IgA腎症の治療方針は成人と小児とで異なりますが、治療の第一目標はたんぱく尿の陰性化です。たんぱく尿が残存すると腎障害は進行するためです。一方、ある程度の血尿の残存は許容されますが、陰性化することが望ましいです。

成人の場合

成人のIgA腎症では、降圧薬(RAS阻害薬)、副腎皮質ステロイド薬、免疫抑制薬、扁桃摘出術(+ステロイドパルス療法)、抗血小板薬等による治療が行われます。腎生検の所見が重症の場合は副腎皮質ステロイド薬、免疫抑制薬、扁桃摘出術が選択されます。一方、軽症の場合は、降圧薬(RAS阻害薬)や抗血小板薬が選択されます。

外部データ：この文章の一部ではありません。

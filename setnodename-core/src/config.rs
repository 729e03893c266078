use crate::constants::{DEBUG_ENV, NODENAME_ENV};
use crate::nodename::Nodename;
use std::ffi::OsString;
use std::os::unix::ffi::OsStrExt;

/// Source of environment variables.
pub trait Environment {
    /// Get the value of `key`, `None` if unset.
    fn var_os(&self, key: &str) -> Option<OsString>;
}

/// The environment of the current process.
#[derive(Debug, Copy, Clone, Default)]
pub struct ProcessEnvironment {}

impl Environment for ProcessEnvironment {
    fn var_os(&self, key: &str) -> Option<OsString> {
        std::env::var_os(key)
    }
}

/// The substitute nodename and debug flag, fixed once loaded.
#[derive(Debug, Copy, Clone, Eq, PartialEq)]
pub struct Config {
    nodename: Nodename,
    debug: bool,
}

impl Config {
    /// Read `SETNODENAME` and `SETNODENAME_DEBUG` from `env`.
    ///
    /// When `SETNODENAME` is unset a warning is written and `real` is used.
    pub fn load(env: &impl Environment, real: &Nodename) -> Self {
        let nodename = match env.var_os(NODENAME_ENV) {
            Some(value) => Nodename::new(value.as_bytes()),
            None => {
                crate::warn!("ERROR: Environment variable {NODENAME_ENV} is not set !");
                *real
            }
        };
        let debug = env.var_os(DEBUG_ENV).is_some();
        if debug {
            crate::info!("INFO: Setting new hostname '{nodename}'");
        }
        Config { nodename, debug }
    }

    /// The nodename reported to callers.
    #[must_use]
    pub fn nodename(&self) -> &Nodename {
        &self.nodename
    }

    /// Whether diagnostic tracing is enabled.
    #[must_use]
    pub fn debug(&self) -> bool {
        self.debug
    }
}

#[cfg(test)]
mod tests {
    use super::*;
    use std::collections::HashMap;

    impl Environment for HashMap<&'static str, &'static str> {
        fn var_os(&self, key: &str) -> Option<OsString> {
            self.get(key).map(OsString::from)
        }
    }

    fn real() -> Nodename {
        Nodename::new(b"prod-db-1")
    }

    #[test]
    fn test_set() {
        let env = HashMap::from([(NODENAME_ENV, "test-host")]);
        let config = Config::load(&env, &real());
        assert_eq!(b"test-host", config.nodename().as_bytes());
        assert!(!config.debug());
    }

    #[test]
    fn test_unset_falls_back_to_real() {
        let env: HashMap<&'static str, &'static str> = HashMap::new();
        let config = Config::load(&env, &real());
        assert_eq!(real(), *config.nodename());
        assert!(!config.debug());
    }

    #[test]
    fn test_empty_is_set() {
        let env = HashMap::from([(NODENAME_ENV, "")]);
        let config = Config::load(&env, &real());
        assert!(config.nodename().is_empty());
    }

    #[test]
    fn test_debug_presence_only() {
        for value in ["1", "0", ""] {
            let env = HashMap::from([(NODENAME_ENV, "x"), (DEBUG_ENV, value)]);
            let config = Config::load(&env, &real());
            assert!(config.debug());
            assert_eq!(b"x", config.nodename().as_bytes());
        }
    }

    #[test]
    fn test_overlong_is_truncated() {
        let long: &'static str = Box::leak("n".repeat(70_000).into_boxed_str());
        let env = HashMap::from([(NODENAME_ENV, long)]);
        let config = Config::load(&env, &real());
        assert_eq!(
            crate::constants::NODENAME_CAPACITY - 1,
            config.nodename().len()
        );
    }

    #[test]
    fn test_process_environment() {
        let env = ProcessEnvironment::default();
        assert_eq!(std::env::var_os("PATH"), env.var_os("PATH"));
    }
}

扁桃摘出術は、慢性感染を合併し異常なIgAの発生源となっていると考えられている扁桃腺を摘出する手術です。ほとんどの患者は、扁桃摘出術を行ったあとに、糸球体の炎症を抑制するためのステロイドパルス療法が行われます。ステロイドパルス療法とは、点滴で大量の副腎皮質ステロイド薬を3日間連続投与(1クールと呼びます)する方法であり、さらに症状に合わせ数クールを繰り返します。因みに、扁桃摘出術とステロイドパルス療法を組み合わせた治療では、ステロイドパルス療法単独の治療よりも尿中のたんぱくを減少させる効果が示されています。

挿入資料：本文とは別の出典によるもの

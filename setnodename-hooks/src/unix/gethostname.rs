use libc::{c_char, c_int, size_t};

intercept!(gethostname(name: *mut c_char, len: size_t) -> c_int);
#![allow(dead_code)]

pub mod fixtures;
pub mod socket_guard;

IgA腎症は症状が出にくいため、成人患者は検尿などにより早期発見されなかった場合、診断時にすでに慢性腎障害が進行している場合もあります。そのような場合には治療効果が限定的になることもあります。

小児の場合

小児のIgA腎症の場合、軽症例においては降圧薬(RAS阻害薬)や抗血小板薬の内服治療を行います。腎生検の所見が重症の場合は、副腎皮質ステロイド薬(ステロイドパルス療法を含む)と免疫抑制薬、さらに降圧薬(RAS阻害薬)や抗凝固薬/抗血小板薬などの3つから4つの薬剤を組み合わせた多剤併用療法(カクテル療法)が行われます。通常、カクテル療法は2年間にわたって行います。一方、軽症の場合は、降圧薬(RAS阻害薬)や抗血小板薬が選択されます。

小児のIgA腎症に対する扁桃摘出術について有効性を示す科学的な結論は出ていませんが、カクテル療法を行っても改善が見られない場合やカクテル療法後に再発する場合などには、扁桃摘出術(ステロイドパルス療法が併用されることが多い)が検討されます。

小児患者は学校検尿などで早期に発見されることが多く、上記の治療を行えば完治することがほとんどであり、また腎機能低下を残す患者も少なくなっています。